■ **YOUR GOAL**
Using the records below, find every line that includes "CredentialVerifier" and copy it.

************

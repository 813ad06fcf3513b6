//! Session validation delegated to a peer authority.

use std::collections::HashMap;
use std::time::Duration;

use chrono::{DateTime, Utc};
use rand::RngCore;
use serde::{Deserialize, Serialize};
use sha2::{Digest, Sha512};
use thiserror::Error;
use tracing::{debug, warn};

use super::{Connector, PeerCallGateway};
use crate::errors::VigilError;

/// Message shown for every failed login, whatever the cause.
pub const INVALID_CREDENTIALS: &str = "Invalid username or password.";

/// Reply of the session authority.
#[derive(Debug, Clone, PartialEq, Eq, Serialize, Deserialize)]
pub struct SessionVerdict {
    pub success: bool,
    #[serde(default, skip_serializing_if = "Option::is_none")]
    pub redirect: Option<String>,
}

/// What the front end should do with a unit of work.
#[derive(Debug, Clone, PartialEq, Eq)]
pub enum AccessDecision {
    Allow,
    /// Not authenticated; send the user to this login URL.
    Redirect(String),
    /// The authority refused without saying where to go.
    Denied,
    /// The authority did not answer in time or answered garbage.
    UpstreamUnavailable,
}

/// Front-end side: asks the authority about a session token.
pub struct SessionClient<C: Connector> {
    gateway: PeerCallGateway<C>,
    timeout: Duration,
}

impl<C: Connector> SessionClient<C> {
    pub fn new(gateway: PeerCallGateway<C>, timeout: Duration) -> Self {
        Self { gateway, timeout }
    }

    /// Validate `token`, which may be empty when the request had no cookie.
    pub fn check(&mut self, token: &str) -> AccessDecision {
        let reply = match self.gateway.call(token.as_bytes(), self.timeout) {
            Ok(reply) => reply,
            Err(e) => {
                warn!(error = %e, "session authority unavailable");
                return AccessDecision::UpstreamUnavailable;
            }
        };

        match serde_json::from_slice::<SessionVerdict>(&reply) {
            Ok(SessionVerdict { success: true, .. }) => AccessDecision::Allow,
            Ok(SessionVerdict {
                redirect: Some(url),
                ..
            }) => AccessDecision::Redirect(url),
            Ok(_) => AccessDecision::Denied,
            Err(e) => {
                warn!(error = %e, "malformed session verdict");
                AccessDecision::UpstreamUnavailable
            }
        }
    }
}

/// A logged-in session as stored by the authority.
#[derive(Debug, Clone, PartialEq, Eq, Serialize, Deserialize)]
pub struct Session {
    pub key: String,
    pub began: DateTime<Utc>,
    pub user_id: String,
}

/// A user whose credentials checked out.
#[derive(Debug, Clone, PartialEq, Eq)]
pub struct UserRecord {
    pub id: String,
    pub username: String,
}

/// Session persistence, backed by whatever document store the deployment uses.
pub trait SessionStore: Send {
    fn find_session(&self, key: &str) -> crate::errors::Result<Option<Session>>;
    fn insert_session(&mut self, session: Session) -> crate::errors::Result<()>;
}

/// Checks a username and password. Hashing and user storage live behind it.
pub trait CredentialVerifier {
    fn verify(&self, username: &str, password: &str) -> crate::errors::Result<Option<UserRecord>>;
}

#[derive(Debug, Default)]
pub struct MemorySessionStore {
    sessions: HashMap<String, Session>,
}

impl MemorySessionStore {
    pub fn new() -> Self {
        Self::default()
    }

    pub fn len(&self) -> usize {
        self.sessions.len()
    }

    pub fn is_empty(&self) -> bool {
        self.sessions.is_empty()
    }
}

impl SessionStore for MemorySessionStore {
    fn find_session(&self, key: &str) -> crate::errors::Result<Option<Session>> {
        Ok(self.sessions.get(key).cloned())
    }

    fn insert_session(&mut self, session: Session) -> crate::errors::Result<()> {
        self.sessions.insert(session.key.clone(), session);
        Ok(())
    }
}

#[derive(Debug, Error)]
pub enum LoginError {
    #[error("{}", INVALID_CREDENTIALS)]
    InvalidCredentials,
    #[error("session could not be stored: {0}")]
    Store(#[source] VigilError),
}

/// Peer side of session validation, plus the login flow that creates sessions.
pub struct SessionAuthority<S: SessionStore> {
    store: S,
    login_url: String,
}

impl<S: SessionStore> SessionAuthority<S> {
    pub fn new(store: S, login_url: impl Into<String>) -> Self {
        Self {
            store,
            login_url: login_url.into(),
        }
    }

    pub fn store(&self) -> &S {
        &self.store
    }

    pub fn validate(&self, token: &str) -> SessionVerdict {
        let found = if token.is_empty() {
            None
        } else {
            match self.store.find_session(token) {
                Ok(found) => found,
                Err(e) => {
                    warn!(code = e.code(), error = %e, "session lookup failed");
                    None
                }
            }
        };

        match found {
            Some(session) => {
                debug!(user = %session.user_id, "session valid");
                SessionVerdict {
                    success: true,
                    redirect: None,
                }
            }
            None => SessionVerdict {
                success: false,
                redirect: Some(self.login_url.clone()),
            },
        }
    }

    /// Answer one raw peer request: the token bytes in, a JSON verdict out.
    pub fn handle(&self, request: &[u8]) -> Vec<u8> {
        let token = String::from_utf8_lossy(request);
        let verdict = self.validate(token.trim());
        serde_json::to_vec(&verdict).unwrap_or_else(|_| br#"{"success":false}"#.to_vec())
    }

    /// Check credentials and open a session. Returns the new session key.
    pub fn login<V: CredentialVerifier>(
        &mut self,
        verifier: &V,
        username: &str,
        password: &str,
    ) -> Result<String, LoginError> {
        let user = match verifier.verify(username, password) {
            Ok(Some(user)) => user,
            Ok(None) => return Err(LoginError::InvalidCredentials),
            Err(e) => {
                warn!(code = e.code(), error = %e, "credential check failed");
                return Err(LoginError::InvalidCredentials);
            }
        };

        let began = Utc::now();
        let key = session_key(&user.id, began);
        self.store
            .insert_session(Session {
                key: key.clone(),
                began,
                user_id: user.id,
            })
            .map_err(LoginError::Store)?;
        Ok(key)
    }
}

/// Hex SHA-512 over random bytes, the start time and the user id.
fn session_key(user_id: &str, began: DateTime<Utc>) -> String {
    let mut salt = [0u8; 32];
    rand::rng().fill_bytes(&mut salt);

    let mut hasher = Sha512::new();
    hasher.update(salt);
    hasher.update(began.to_rfc3339().as_bytes());
    hasher.update(user_id.as_bytes());
    hex::encode(hasher.finalize())
}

************

■ **ANSWER TO THIS EXERCISE**
pub trait CredentialVerifier {
    pub fn login<V: CredentialVerifier>(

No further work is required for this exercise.